Biju’s cultivation of self-pity depicts his dismay at the impoverished predicament he finds himself. His dismay at the fact that he needed to move to the other side of the world in order to taste rice is apparent. Hence the rice is significantly symbolic to the disparity existing between the lower and upper classes. Baju’s reflection at the journey that he has undertaken in order for him to taste the rice, which is grown in his own country, demonstrates the differences in social settings between various societies and communities. The fact that the poor in his country cannot afford the rice, whereas, in a foreign country, those who are considered to be poor can afford it asserts is a definite indication of disparity in social groupings amongst various communities. The assertion that a commodity like rice cannot be afforded by those who grow it highlights the plight of the lower classes in developing countries, where the labor force is unable to access or taste the object of their labor. Poverty levels in the lower classes have increased to the extent that the social economic gap between the higher classes and the lower classes is reflected in food accessibility like in case with rice. Biju acknowledges his lower class status in his musing at the circumstance in which he finds access to rice, which in essence is produced in his own country. His comparison of his journey and that of the rice places the rice at higher pedigree in value aspects to himself. He refers to the rice’s journey as tender, asserting the fact that, in his own society, the rice had a preferred social place in contrast with his social class; therefore, its mode of transport was far more superior to his. Biju’s observation illustrates the significant disparity in poverty inequality between his country and the foreign ones.

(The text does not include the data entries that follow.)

// Copyright (C) 2026 The Hemolink Authors
// Use of this source code is governed by an MIT-style
// license that can be found in the LICENSE file or at
// https://opensource.org/licenses/MIT.

use diesel::SqliteConnection;
use diesel::prelude::*;
use diesel::upsert::excluded;
use hemolink_domain::{UserId, UserProfile};
use time::OffsetDateTime;
use tracing::{debug, info};

use crate::data_models::format_timestamp;
use crate::diesel_schema::user_profiles;
use crate::error::PersistenceError;

/// Inserts a profile or replaces its identity-owned fields.
///
/// `total_donations` and `last_donation_date` are only written on insert;
/// an existing profile keeps its counters.
///
/// # Errors
///
/// Returns an error if the write fails.
pub fn upsert_profile(
    conn: &mut SqliteConnection,
    profile: &UserProfile,
) -> Result<(), PersistenceError> {
    let last_donation_date: Option<String> =
        profile.last_donation_date.map(format_timestamp).transpose()?;
    let total_donations: i32 = i32::try_from(profile.total_donations).unwrap_or(i32::MAX);

    diesel::insert_into(user_profiles::table)
        .values((
            user_profiles::user_id.eq(profile.user_id.as_str()),
            user_profiles::display_name.eq(&profile.display_name),
            user_profiles::role.eq(profile.role.as_str()),
            user_profiles::blood_type.eq(profile.blood_type.map(|bt| bt.as_str())),
            user_profiles::is_available.eq(i32::from(profile.is_available)),
            user_profiles::total_donations.eq(total_donations),
            user_profiles::last_donation_date.eq(last_donation_date),
            user_profiles::affiliation.eq(&profile.affiliation),
            user_profiles::phone_number.eq(&profile.phone_number),
            user_profiles::email.eq(&profile.email),
        ))
        .on_conflict(user_profiles::user_id)
        .do_update()
        .set((
            user_profiles::display_name.eq(excluded(user_profiles::display_name)),
            user_profiles::role.eq(excluded(user_profiles::role)),
            user_profiles::blood_type.eq(excluded(user_profiles::blood_type)),
            user_profiles::is_available.eq(excluded(user_profiles::is_available)),
            user_profiles::affiliation.eq(excluded(user_profiles::affiliation)),
            user_profiles::phone_number.eq(excluded(user_profiles::phone_number)),
            user_profiles::email.eq(excluded(user_profiles::email)),
        ))
        .execute(conn)?;

    info!(user_id = %profile.user_id, role = %profile.role, "Upserted profile");
    Ok(())
}

/// Records a donation against a donor profile.
///
/// Increments `total_donations`, sets `last_donation_date` and marks the
/// donor unavailable in one statement.
///
/// # Errors
///
/// Returns an error if the write fails.
/// Returns `Ok(false)` if the profile does not exist.
pub fn record_donor_donation(
    conn: &mut SqliteConnection,
    donor_id: &UserId,
    at: OffsetDateTime,
) -> Result<bool, PersistenceError> {
    let at: String = format_timestamp(at)?;

    let affected: usize = diesel::update(user_profiles::table)
        .filter(user_profiles::user_id.eq(donor_id.as_str()))
        .set((
            user_profiles::total_donations.eq(user_profiles::total_donations + 1),
            user_profiles::last_donation_date.eq(Some(at)),
            user_profiles::is_available.eq(0),
        ))
        .execute(conn)?;

    debug!(%donor_id, affected, "Recorded donor donation");
    Ok(affected > 0)
}

/// Sets a donor's availability flag.
///
/// # Errors
///
/// Returns an error if the write fails.
/// Returns `Ok(false)` if the profile does not exist.
pub fn set_donor_availability(
    conn: &mut SqliteConnection,
    donor_id: &UserId,
    available: bool,
) -> Result<bool, PersistenceError> {
    let affected: usize = diesel::update(user_profiles::table)
        .filter(user_profiles::user_id.eq(donor_id.as_str()))
        .set(user_profiles::is_available.eq(i32::from(available)))
        .execute(conn)?;

    info!(%donor_id, available, "Set donor availability");
    Ok(affected > 0)
}
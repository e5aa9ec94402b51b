// Copyright (C) 2026 The Hemolink Authors
// Use of this source code is governed by an MIT-style
// license that can be found in the LICENSE file or at
// https://opensource.org/licenses/MIT.

//! Async `DonationStore` over [`Persistence`].
//!
//! Each trait call takes the connection lock for exactly one round trip and
//! releases it before returning. Change events are published only after the
//! write has committed.

use async_trait::async_trait;
use hemolink::{ChangeEvent, ChangeFeed, DonationStore, RequestUpdate, StoreError, UpdateResult};
use hemolink_domain::{
    BloodRequest, BloodType, DonationId, DonationRecord, DonationStatus, NewBloodRequest,
    NewDonation, RequestId, RequestStatus, UserId, UserProfile,
};
use std::collections::BTreeSet;
use std::path::Path;
use std::sync::Arc;
use time::OffsetDateTime;
use tokio::sync::{Mutex, broadcast};
use tracing::error;

use crate::{Persistence, PersistenceError};

/// Shared, async handle on a `SQLite` database.
#[derive(Clone)]
pub struct SqliteStore {
    persistence: Arc<Mutex<Persistence>>,
    feed: ChangeFeed,
}

impl SqliteStore {
    /// Wraps an open persistence adapter.
    #[must_use]
    pub fn new(persistence: Persistence) -> Self {
        Self {
            persistence: Arc::new(Mutex::new(persistence)),
            feed: ChangeFeed::new(),
        }
    }

    /// Opens a fresh in-memory database.
    ///
    /// # Errors
    ///
    /// Returns an error if the database cannot be initialized.
    pub fn in_memory() -> Result<Self, PersistenceError> {
        Ok(Self::new(Persistence::new_in_memory()?))
    }

    /// Opens a file-backed database.
    ///
    /// # Errors
    ///
    /// Returns an error if the database cannot be opened or initialized.
    pub fn open<P: AsRef<Path>>(path: P) -> Result<Self, PersistenceError> {
        Ok(Self::new(Persistence::new_with_file(path)?))
    }

    /// Returns the feed change events are published on.
    #[must_use]
    pub const fn feed(&self) -> &ChangeFeed {
        &self.feed
    }

    async fn run<T>(
        &self,
        operation: &'static str,
        f: impl FnOnce(&mut Persistence) -> Result<T, PersistenceError> + Send,
    ) -> Result<T, StoreError> {
        let mut persistence = self.persistence.lock().await;
        f(&mut persistence).map_err(|err| {
            error!(operation, error = %err, "Store operation failed");
            StoreError::from(err)
        })
    }
}

#[async_trait]
impl DonationStore for SqliteStore {
    async fn get_profile(&self, user_id: &UserId) -> Result<Option<UserProfile>, StoreError> {
        self.run("get_profile", |p| p.get_profile(user_id)).await
    }

    async fn list_profiles(&self) -> Result<Vec<UserProfile>, StoreError> {
        self.run("list_profiles", Persistence::list_profiles).await
    }

    async fn list_available_donors(
        &self,
        blood_types: &BTreeSet<BloodType>,
    ) -> Result<Vec<UserProfile>, StoreError> {
        self.run("list_available_donors", |p| {
            p.list_available_donors(blood_types)
        })
        .await
    }

    async fn upsert_profile(&self, profile: &UserProfile) -> Result<(), StoreError> {
        self.run("upsert_profile", |p| p.upsert_profile(profile))
            .await?;
        self.feed.publish(ChangeEvent::ProfileChanged {
            user_id: profile.user_id.clone(),
        });
        Ok(())
    }

    async fn record_donor_donation(
        &self,
        donor_id: &UserId,
        at: OffsetDateTime,
    ) -> Result<bool, StoreError> {
        let found: bool = self
            .run("record_donor_donation", |p| {
                p.record_donor_donation(donor_id, at)
            })
            .await?;
        if found {
            self.feed.publish(ChangeEvent::ProfileChanged {
                user_id: donor_id.clone(),
            });
        }
        Ok(found)
    }

    async fn set_donor_availability(
        &self,
        donor_id: &UserId,
        available: bool,
    ) -> Result<bool, StoreError> {
        let found: bool = self
            .run("set_donor_availability", |p| {
                p.set_donor_availability(donor_id, available)
            })
            .await?;
        if found {
            self.feed.publish(ChangeEvent::ProfileChanged {
                user_id: donor_id.clone(),
            });
        }
        Ok(found)
    }

    async fn create_request(
        &self,
        request: &NewBloodRequest,
        at: OffsetDateTime,
    ) -> Result<BloodRequest, StoreError> {
        let created: BloodRequest = self
            .run("create_request", |p| p.create_request(request, at))
            .await?;
        self.feed.publish(ChangeEvent::RequestChanged {
            request_id: created.request_id,
        });
        Ok(created)
    }

    async fn get_request(&self, request_id: RequestId) -> Result<Option<BloodRequest>, StoreError> {
        self.run("get_request", |p| p.get_request(request_id)).await
    }

    async fn list_requests(
        &self,
        status: Option<RequestStatus>,
    ) -> Result<Vec<BloodRequest>, StoreError> {
        self.run("list_requests", |p| p.list_requests(status)).await
    }

    async fn compare_and_update_request(
        &self,
        update: &RequestUpdate,
    ) -> Result<UpdateResult, StoreError> {
        let result: UpdateResult = self
            .run("compare_and_update_request", |p| {
                p.compare_and_update_request(update)
            })
            .await?;
        if matches!(result, UpdateResult::Applied(_)) {
            self.feed.publish(ChangeEvent::RequestChanged {
                request_id: update.request_id,
            });
        }
        Ok(result)
    }

    async fn insert_donation(
        &self,
        donation: &NewDonation,
    ) -> Result<DonationRecord, StoreError> {
        let record: DonationRecord = self
            .run("insert_donation", |p| p.insert_donation(donation))
            .await?;
        self.feed.publish(ChangeEvent::DonationRecorded {
            donation_id: record.donation_id,
            donor_id: record.donor_id.clone(),
            request_id: record.request_id,
        });
        Ok(record)
    }

    async fn get_donation(
        &self,
        donation_id: DonationId,
    ) -> Result<Option<DonationRecord>, StoreError> {
        self.run("get_donation", |p| p.get_donation(donation_id))
            .await
    }

    async fn update_donation_status(
        &self,
        donation_id: DonationId,
        status: DonationStatus,
        at: OffsetDateTime,
    ) -> Result<Option<DonationRecord>, StoreError> {
        let updated: Option<DonationRecord> = self
            .run("update_donation_status", |p| {
                p.update_donation_status(donation_id, status, at)
            })
            .await?;
        if let Some(record) = &updated {
            self.feed.publish(ChangeEvent::DonationUpdated {
                donation_id,
                donor_id: record.donor_id.clone(),
            });
        }
        Ok(updated)
    }

    async fn list_donations_for_donor(
        &self,
        donor_id: &UserId,
    ) -> Result<Vec<DonationRecord>, StoreError> {
        self.run("list_donations_for_donor", |p| {
            p.list_donations_for_donor(donor_id)
        })
        .await
    }

    fn changes(&self) -> broadcast::Receiver<ChangeEvent> {
        self.feed.subscribe()
    }
}
// Copyright (C) 2026 The Hemolink Authors
// Use of this source code is governed by an MIT-style
// license that can be found in the LICENSE file or at
// https://opensource.org/licenses/MIT.

#![deny(
    clippy::pedantic,
    clippy::cargo,
    clippy::nursery,
    clippy::style,
    clippy::correctness,
    clippy::all,
    clippy::suspicious,
    clippy::complexity,
    clippy::perf,
    clippy::unwrap_used,
    clippy::expect_used
)]

//! Matching and fulfillment engine.
//!
//! Everything here talks to storage through the [`DonationStore`] port:
//!
//! - [`DonorDirectory`] finds compatible available donors
//! - [`FulfillmentLedger`] records offers and reconciles request quantities
//! - [`RequestCatalog`] lists open requests with recipient names
//! - [`dashboard_stats`] aggregates the dashboard read model

mod catalog;
mod directory;
mod error;
mod ledger;
mod live;
mod outcome;
mod stats;
mod store;

#[cfg(test)]
mod tests;

pub use catalog::{CatalogEntry, CatalogSnapshot, CatalogView, RequestCatalog, UNKNOWN_RECIPIENT};
pub use directory::{DirectoryStatus, DonorDirectory, DonorListing, filter_donors};
pub use error::CoreError;
pub use ledger::{DEFAULT_MAX_UPDATE_ATTEMPTS, DonationHistory, FulfillmentLedger, LedgerConfig};
pub use live::{ChangeEvent, ChangeFeed, LiveQueryRegistry, Subscription, spawn_live_query};
pub use outcome::{DonorStatsOutcome, Enrichment, OfferOutcome, OfferWarning, RequestOutcome};
pub use stats::{DashboardStats, MonthlyRequests, compute_dashboard_stats, dashboard_stats};
pub use store::{DonationStore, RequestUpdate, StoreError, UpdateResult};
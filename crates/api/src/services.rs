// Copyright (C) 2026 The Hemolink Authors
// Use of this source code is governed by an MIT-style
// license that can be found in the LICENSE file or at
// https://opensource.org/licenses/MIT.

use hemolink::{DonationStore, DonorDirectory, FulfillmentLedger, LedgerConfig, RequestCatalog};
use std::sync::Arc;

/// The engine components the handlers operate on, built over one store.
pub struct Services<S: DonationStore> {
    /// The backing store.
    pub store: Arc<S>,
    /// Offer pipeline and lifecycle transitions.
    pub ledger: Arc<FulfillmentLedger<S>>,
    /// Compatible donor listings.
    pub directory: DonorDirectory<S>,
    /// Open request listings.
    pub catalog: RequestCatalog<S>,
}

impl<S: DonationStore> Services<S> {
    /// Builds every component over `store`.
    #[must_use]
    pub fn new(store: Arc<S>, config: LedgerConfig) -> Self {
        let ledger: Arc<FulfillmentLedger<S>> =
            Arc::new(FulfillmentLedger::new(Arc::clone(&store), config));
        Self {
            directory: DonorDirectory::new(Arc::clone(&store)),
            catalog: RequestCatalog::new(Arc::clone(&store), Arc::clone(&ledger)),
            ledger,
            store,
        }
    }
}
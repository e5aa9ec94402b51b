// Copyright (C) 2026 The Hemolink Authors
// Use of this source code is governed by an MIT-style
// license that can be found in the LICENSE file or at
// https://opensource.org/licenses/MIT.

//! Test module for the API crate.

#![allow(clippy::expect_used, clippy::unwrap_used)]

mod helpers;
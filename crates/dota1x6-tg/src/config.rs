use crate::{dota, interaction_log, tg};
use serde::de::DeserializeOwned;

pub struct Config {
    pub(crate) tg: tg::Config,
    pub(crate) dota: dota::Config,
    pub(crate) interaction_log: interaction_log::Config,
}

impl Config {
    pub fn load_or_panic() -> Config {
        Self {
            tg: from_env_or_panic("TG_"),
            dota: from_env_or_panic("DOTA_"),
            interaction_log: from_env_or_panic("INTERACTION_LOG_"),
        }
    }
}

pub(crate) fn from_env_or_panic<T: DeserializeOwned>(prefix: &str) -> T {
    envy::prefixed(prefix).from_env().unwrap_or_else(|err| {
        panic!(
            "BUG: Couldn't load config from environment for {}: {:#?}",
            std::any::type_name::<T>(),
            err
        );
    })
}
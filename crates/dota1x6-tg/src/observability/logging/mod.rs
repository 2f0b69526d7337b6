mod formatting;
mod future_ext;
mod init;

pub use formatting::tracing_err;
pub use init::{init_logging, LoggingTask};

pub(crate) mod prelude {
    pub(crate) use super::formatting::{tracing_duration, tracing_err};
    pub(crate) use super::future_ext::FutureExt as _;

    // We don't care if some of the imports here are not used. They may be used
    // at some point. It's just convenient not to import them manually all the
    // time a new logging macro is needed.
    #[allow(unused_imports)]
    pub(crate) use tracing::{
        debug, debug_span, error, error_span, info, info_span, instrument, trace, trace_span, warn,
        warn_span, Instrument as _,
    };
}
//! Formatting of dota1x6 patch notes into Telegram MarkdownV2 messages.
//!
//! The formatter is pure. It never fails and never does any I/O, so it can
//! be shared between any number of concurrent handlers.

mod assemble;
mod chunk;
mod decorate;
mod escape;
mod keywords;
mod locale;
mod model;

pub use chunk::*;
pub use escape::{escape, ESCAPED_CHARS};
pub use keywords::{KeywordTable, GENERIC_SKILL_GLYPH};
pub use locale::Locale;
pub use model::*;

/// Decorates and assembles patch notes using the given keyword table
#[derive(Debug, Clone, Copy)]
pub struct Formatter<'t> {
    keywords: &'t KeywordTable,
    locale: Locale,
}

impl<'t> Formatter<'t> {
    pub fn new(keywords: &'t KeywordTable, locale: Locale) -> Self {
        Self { keywords, locale }
    }

    pub fn locale(&self) -> Locale {
        self.locale
    }
}

impl Default for Formatter<'static> {
    fn default() -> Self {
        Self::new(KeywordTable::builtin(), Locale::default())
    }
}
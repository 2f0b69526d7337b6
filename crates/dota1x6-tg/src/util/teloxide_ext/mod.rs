mod requester;

use easy_ext::ext;
use teloxide::types::{Chat, User};

pub(crate) mod prelude {
    pub(crate) use super::{requester::UtilRequesterExt as _, ChatExt as _, UserExt as _};
}

#[ext(UserExt)]
pub(crate) impl User {
    fn username_or_full_name(&self) -> String {
        self.username.clone().unwrap_or_else(|| self.full_name())
    }

    fn debug_id(&self) -> String {
        format!("{} ({})", self.username_or_full_name(), self.id)
    }
}

#[ext(ChatExt)]
pub(crate) impl Chat {
    fn debug_id(&self) -> String {
        let title = self
            .title()
            .or_else(|| self.username())
            .unwrap_or("{unknown_chat_title}");

        format!("{title} ({})", self.id)
    }
}
//! Assorted utility functions (missing batteries).
mod std_ext;
mod teloxide_ext;

pub mod url;

pub(crate) mod prelude {
    pub(crate) use super::std_ext::prelude::*;
    pub(crate) use super::teloxide_ext::prelude::*;
    pub(crate) use super::url::UrlExt as _;
}

pub(crate) type DynResult<T = (), E = Box<DynError>> = std::result::Result<T, E>;
pub(crate) type DynError = dyn std::error::Error + Send + Sync;
use patch_fmt::Locale;
use serde::Deserialize;
use serde_with::{serde_as, DisplayFromStr};
use std::time::Duration;
use url::Url;

#[serde_as]
#[derive(Deserialize, Clone, Debug)]
pub(crate) struct Config {
    #[serde(default = "default_site_url")]
    pub(crate) site_url: Url,

    #[serde(default = "default_stats_api_url")]
    pub(crate) stats_api_url: Url,

    #[serde(default = "default_request_timeout_secs")]
    pub(crate) request_timeout_secs: u64,

    /// Max number of images from the update page sent to the chat
    #[serde(default = "default_max_images")]
    pub(crate) max_images: usize,

    /// Language of the labels in formatted patch notes
    #[serde_as(as = "DisplayFromStr")]
    #[serde(default)]
    pub(crate) locale: Locale,
}

impl Config {
    pub(crate) fn request_timeout(&self) -> Duration {
        Duration::from_secs(self.request_timeout_secs)
    }
}

fn default_site_url() -> Url {
    parse_const_url("https://dota1x6.com")
}

fn default_stats_api_url() -> Url {
    parse_const_url("https://stats.dota1x6.com/api/v2/")
}

fn default_request_timeout_secs() -> u64 {
    10
}

fn default_max_images() -> usize {
    10
}

fn parse_const_url(url: &str) -> Url {
    url.parse()
        .unwrap_or_else(|err| panic!("BUG: invalid default URL {url:?}: {err}"))
}
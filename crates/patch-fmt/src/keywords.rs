use itertools::Itertools;
use lazy_regex::Lazy;
use regex::{Regex, RegexBuilder};

/// Emoji used for a talent when its skill name doesn't match any keyword
pub const GENERIC_SKILL_GLYPH: &str = "✨";

/// Phrases that are always decorated with their own glyphs before the
/// generic keywords are considered.
pub(crate) static PRIORITY_PHRASES: Lazy<[Keyword; 2]> = Lazy::new(|| {
    [
        Keyword::with_pattern("aghanim scepter", "🔱", r"(?i)\baghanim(?:'s)?\s+scepter\b"),
        Keyword::with_pattern("aghanim shard", "💎", r"(?i)\baghanim(?:'s)?\s+shard\b"),
    ]
});

static BUILTIN: Lazy<KeywordTable> = Lazy::new(|| KeywordTable::new(BUILTIN_KEYWORDS.iter().copied()));

const BUILTIN_KEYWORDS: &[(&str, &str)] = &[
    // Upgrade kinds
    ("scepter", "🔱"),
    ("аганим", "🔱"),
    ("shard", "💎"),
    ("шард", "💎"),
    ("innate", "🧬"),
    ("врождённая способность", "🧬"),
    ("врожденная способность", "🧬"),
    // Talent tiers
    ("legendary", "🟧"),
    ("легендарный", "🟧"),
    ("легендарный талант", "🟧"),
    ("epic", "🟪"),
    ("эпический", "🟪"),
    ("эпический талант", "🟪"),
    ("rare", "🟦"),
    ("редкий", "🟦"),
    ("редкий талант", "🟦"),
    // Stats
    ("cooldown", "⏳"),
    ("перезарядка", "⏳"),
    ("mana cost", "💧"),
    ("затраты маны", "💧"),
    ("damage", "💥"),
    ("урон", "💥"),
    ("magic damage", "🔮"),
    ("магический урон", "🔮"),
    ("physical damage", "🗡️"),
    ("физический урон", "🗡️"),
    ("pure damage", "⚪"),
    ("чистый урон", "⚪"),
    ("armor", "🛡️"),
    ("броня", "🛡️"),
    ("health", "❤️"),
    ("здоровье", "❤️"),
    ("attack speed", "⚔️"),
    ("скорость атаки", "⚔️"),
    ("movement speed", "👟"),
    ("скорость передвижения", "👟"),
    ("stun", "💫"),
    ("оглушение", "💫"),
    ("duration", "⏱️"),
    ("длительность", "⏱️"),
    ("radius", "⭕"),
    ("радиус", "⭕"),
    ("strength", "💪"),
    ("сила", "💪"),
    ("agility", "🏹"),
    ("ловкость", "🏹"),
    ("intelligence", "🧠"),
    ("интеллект", "🧠"),
    // Abilities
    ("blink", "⚡"),
    ("mana break", "🌀"),
    ("mana void", "🕳️"),
    ("counterspell", "🪞"),
    ("berserker's call", "📣"),
    ("culling blade", "🪓"),
    ("black hole", "🌌"),
    ("chronosphere", "⏳"),
    ("ravage", "🐙"),
    ("echo slam", "🌋"),
    ("fissure", "🪨"),
    ("freezing field", "❄️"),
    ("crystal nova", "❄️"),
    ("laguna blade", "🔥"),
    ("dragon slave", "🔥"),
    ("shadowraze", "👻"),
    ("requiem of souls", "💀"),
    ("moon glaives", "🌙"),
    ("starstorm", "🌠"),
    ("omnislash", "🗡️"),
    ("blade fury", "🌪️"),
    ("hookshot", "🪝"),
    ("meat hook", "🪝"),
    ("rot", "🤢"),
    ("reincarnation", "♻️"),
    ("arcane orb", "🔵"),
    ("sanity's eclipse", "🌑"),
    ("chain frost", "🧊"),
    ("finger of death", "☝️"),
    ("multicast", "🎲"),
];

/// Immutable mapping of lowercase keywords and phrases to display emoji.
///
/// Entries are stored longest-keyword-first, so that lookup and decoration
/// prefer the longest of overlapping keywords.
#[derive(Debug, Clone)]
pub struct KeywordTable {
    entries: Vec<Keyword>,
}

#[derive(Debug, Clone)]
pub(crate) struct Keyword {
    pub(crate) keyword: String,
    pub(crate) glyph: String,
    pub(crate) pattern: Regex,
}

impl Keyword {
    fn new(keyword: &str, glyph: &str) -> Self {
        let keyword = keyword.trim().to_lowercase();

        // Multi-word phrases match with any whitespace between the words
        let phrase = keyword.split_whitespace().map(regex::escape).join(r"\s+");

        let pattern = RegexBuilder::new(&format!(r"\b{phrase}\b"))
            .case_insensitive(true)
            .build()
            .unwrap_or_else(|err| panic!("BUG: invalid keyword pattern for {keyword:?}: {err}"));

        Self {
            keyword,
            glyph: glyph.to_owned(),
            pattern,
        }
    }

    fn with_pattern(keyword: &str, glyph: &str, pattern: &str) -> Self {
        let pattern = Regex::new(pattern)
            .unwrap_or_else(|err| panic!("BUG: invalid keyword pattern for {keyword:?}: {err}"));

        Self {
            keyword: keyword.to_owned(),
            glyph: glyph.to_owned(),
            pattern,
        }
    }
}

impl KeywordTable {
    /// Creates a table from `(keyword, glyph)` pairs. Keywords are lowercased.
    /// If the same keyword appears several times, the first entry wins.
    pub fn new<K, G>(entries: impl IntoIterator<Item = (K, G)>) -> Self
    where
        K: AsRef<str>,
        G: AsRef<str>,
    {
        let entries = entries
            .into_iter()
            .filter(|(keyword, _)| !keyword.as_ref().trim().is_empty())
            .map(|(keyword, glyph)| Keyword::new(keyword.as_ref(), glyph.as_ref()))
            .unique_by(|entry| entry.keyword.clone())
            .sorted_by(|lhs, rhs| {
                let len = |entry: &Keyword| entry.keyword.chars().count();
                len(rhs).cmp(&len(lhs))
            })
            .collect();

        Self { entries }
    }

    /// The table shipped with the bot. It is initialized on the first access.
    pub fn builtin() -> &'static KeywordTable {
        &BUILTIN
    }

    /// Exact case-insensitive lookup of the keyword
    pub fn get(&self, keyword: &str) -> Option<&str> {
        let keyword = keyword.trim().to_lowercase();
        self.entries
            .iter()
            .find(|entry| entry.keyword == keyword)
            .map(|entry| entry.glyph.as_str())
    }

    /// Glyph for the skill name. Tries the exact match first, and then the
    /// longest keyword that occurs in the name as a whole word.
    pub fn skill_glyph(&self, skill_name: &str) -> Option<&str> {
        self.get(skill_name).or_else(|| {
            self.entries
                .iter()
                .find(|entry| entry.pattern.is_match(skill_name))
                .map(|entry| entry.glyph.as_str())
        })
    }

    pub fn len(&self) -> usize {
        self.entries.len()
    }

    pub fn is_empty(&self) -> bool {
        self.entries.is_empty()
    }

    pub(crate) fn entries(&self) -> &[Keyword] {
        &self.entries
    }
}
use crate::prelude::*;
use crate::tg::{self, menu, stats, updates};
use crate::Result;
use async_trait::async_trait;
use teloxide::prelude::*;
use teloxide::utils::command::BotCommands;
use teloxide::utils::markdown;

#[derive(BotCommands, Clone, Debug)]
#[command(rename_rule = "lowercase", description = "Доступные команды:")]
pub(crate) enum Cmd {
    #[command(description = "показать главное меню")]
    Start,

    #[command(description = "показать эту справку")]
    Help,

    #[command(description = "последнее обновление dota1x6")]
    Updates,

    #[command(description = "статистика игрока по числовому Dota ID")]
    Stats(String),

    #[command(description = "отменить текущее действие")]
    Cancel,
}

#[async_trait]
impl tg::cmd::Command for Cmd {
    async fn handle(self, ctx: &tg::Ctx, msg: &Message) -> Result {
        match self {
            Cmd::Start => {
                ctx.bot
                    .send_message(msg.chat.id, markdown::escape("Привет! Выберите действие:"))
                    .reply_markup(menu::keyboard())
                    .await?;
            }
            Cmd::Help => {
                ctx.bot.reply_help_md_escaped::<Cmd>(msg).await?;
            }
            Cmd::Updates => {
                updates::send_latest(ctx, msg).await?;
            }
            Cmd::Stats(player_id) if player_id.trim().is_empty() => {
                stats::prompt_player_id(ctx, msg).await?;
            }
            Cmd::Stats(player_id) => {
                stats::send_player_stats(ctx, msg, &player_id).await?;
            }
            Cmd::Cancel => {
                ctx.bot
                    .send_message(msg.chat.id, markdown::escape("Действие отменено."))
                    .await?;
            }
        }
        Ok(())
    }
}
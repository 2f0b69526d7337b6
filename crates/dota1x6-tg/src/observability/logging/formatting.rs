use std::fmt;
use std::time::Duration;

#[must_use]
pub fn tracing_err<'a, E: std::error::Error + 'static>(err: &'a E) -> impl tracing::Value + 'a {
    err as &dyn std::error::Error
}

pub(crate) fn tracing_duration(duration: Duration) -> impl tracing::Value {
    tracing::field::display(TracingDuration(duration))
}

struct TracingDuration(Duration);

impl fmt::Display for TracingDuration {
    fn fmt(&self, f: &mut fmt::Formatter<'_>) -> fmt::Result {
        write!(f, "{:.2?}", self.0)
    }
}
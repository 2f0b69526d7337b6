use serde::Deserialize;
use teloxide::types::UserId;

#[derive(Deserialize, Clone)]
pub(crate) struct Config {
    pub(crate) token: String,

    /// ID of the user, who owns the bot, and thus can read the interaction log
    pub(crate) owner: UserId,
}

Sai’s observation, on the other hand, criticizes the religious and superstitious associations to poverty. Hindu doctrines of reincarnations depicting individual lives as a reflection of their past lives are significantly misconstrued. These assertions function as repressive factors which create contentment with poor social status. Sai perceives poverty as an economic condition that results from social-economic aspects rather than religious superstitions. Therefore, poverty can be eliminated through social-economic attainment. Hindu religion can be equated to other religions which perceive poverty as an aspect of the divine or supernatural dictum. It is essential to view economic aspects of individual’s life as aspects of social, economic, and political environments. Hence appreciation or degradation of individual economic position has no relationship with past misdeeds.
In spite of the end of British colonization of India, significant aspects of the colonialist lifestyles were emulated by the Indian communities. Modernization and industrial development are among the most apparent aspects of Indian emulation of the British colonialists. While the British contributed to the modernization of Indian traditional practices, the Indians stuck their traditional beliefs and practices with conformists to the British way of life adapting the modern lifestyles. The characterization of Indians with their British colonialists led to a significant number of Indians migrating to the west. These sought to find greener pastures; hence a better life. The inheritance of poverty depicts poverty as its central theme significantly illustrating the economic effects the British colonialists had on the characters. Despite the creation of critical modern trade structures in India, the departure of the British left incorrigible economic and business structures which were unable to sustain themselves after their departure. This aspect led to a significant Indian population living below the poverty line; while an increasing gap between the lower and upper classes was created. The characters in the book illustrate the desire to relieve themselves from redundant cultural demands while seeking to balance their traditional practices and modernization. They attempt to find the optimal means that will facilitate their elimination of poverty without compromising themselves and their beliefs.